The pandemic shocked us all and drastically changed our ways of interacting with each other. In March, we shifted gears and worked hard to get everyone on Zoom and made sure all who wanted to worship online were able to do it. It didn’t leave much time to grieve as no one knew what to expect. Lockdown 2.0 is less kind. Most of us now know and dread the intense feeling of physical isolation not just from our friends and loved ones but also the myriad of small ways in which we filled our social quota with chit-chat in the corner shop or smiling at a passing dog walker. It is not as easy this time around to live in the moment. 

Prayers on Zoom are once again the only communal worship we can do. Let’s admit it, we are more conscious now of the differences between online worship and the physical experience of worshipping day by day in the Chancel. But we should not forget the privilege of being able to worship online, in a world where children are missing key developmental stages because their schooling is now online and they barely have food, let alone access to the internet. 

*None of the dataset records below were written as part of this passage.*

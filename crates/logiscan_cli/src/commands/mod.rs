//! Subcommand handlers.
//!
//! Each handler builds its result with `anyhow::Result` and hands it to
//! [`emit`], which prints text or JSON and picks the exit code.

pub mod analyze;
pub mod classify;
pub mod domain;
pub mod normalize;

use std::process::ExitCode;

use anyhow::Result;
use clap::{Args, ValueEnum};
use serde::Serialize;

use crate::json_types::{print_pretty_json, ErrorJsonOutput};

#[derive(ValueEnum, Clone, Copy, Debug, Default, PartialEq, Eq)]
pub enum OutputFormat {
    #[default]
    Text,
    Json,
}

/// Domain bounds; anything left out comes from the config.
#[derive(Args, Debug, Clone, Copy, Default)]
pub struct RangeArgs {
    /// Lower bound of the domain
    #[arg(long, allow_negative_numbers = true)]
    pub min: Option<f64>,

    /// Upper bound of the domain
    #[arg(long, allow_negative_numbers = true)]
    pub max: Option<f64>,

    /// Sampling step
    #[arg(long, allow_negative_numbers = true)]
    pub step: Option<f64>,
}

/// Print `result` in `format` and map it to an exit code.
///
/// Text errors go to stderr. JSON errors go to stdout as an
/// [`ErrorJsonOutput`] so scripts always get a parseable document.
pub(crate) fn emit<T, J: Serialize>(
    result: Result<T>,
    format: OutputFormat,
    input: Option<&str>,
    text: impl FnOnce(&T) -> String,
    json: impl FnOnce(&T) -> J,
) -> ExitCode {
    match result {
        Ok(value) => {
            match format {
                OutputFormat::Text => println!("{}", text(&value)),
                OutputFormat::Json => print_pretty_json(&json(&value)),
            }
            ExitCode::SUCCESS
        }
        Err(e) => {
            tracing::debug!(error = ?e, "command failed");
            match format {
                OutputFormat::Text => eprintln!("Error: {:#}", e),
                OutputFormat::Json => print_pretty_json(&ErrorJsonOutput::from_error(&e, input)),
            }
            ExitCode::FAILURE
        }
    }
}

All I remember of this year, where days and months blended into each other is ironically a sense of rushing in a world which stood still. During the last lockdown, I kept trying to keep up with the deluge of news. I didn’t have time for PE with Joe, or the Gins of the World puzzle I planned to hang in my cloakroom. This time around, I began to notice that I was missing my traditional fasting seasons of the year. I miss the quiet and the longer prayers. I don’t miss the food restrictions, but they were good for me and good for the planet. I also miss the structure of alternating days of fast with days of feast. It seems appropriate that I reinstate them this year. 

This pandemic is a symptom of our dysfunctional relationship with the world around us. We need to slow down, be kinder and more self-aware of our actions and decisions and how they affect those around us and the planet. The world is standing still, and it is time to take stock and start again on this new, more difficult path ahead. Because if we don't do it now, when will we ever have the time?

I feel immensely privileged to be able to spend this lockdown being healthy, having a job and a home, having a park nearby, being able to see people online every morning and pray together. I’m not planning anything for this lockdown. Just quiet, in whatever form that’s possible.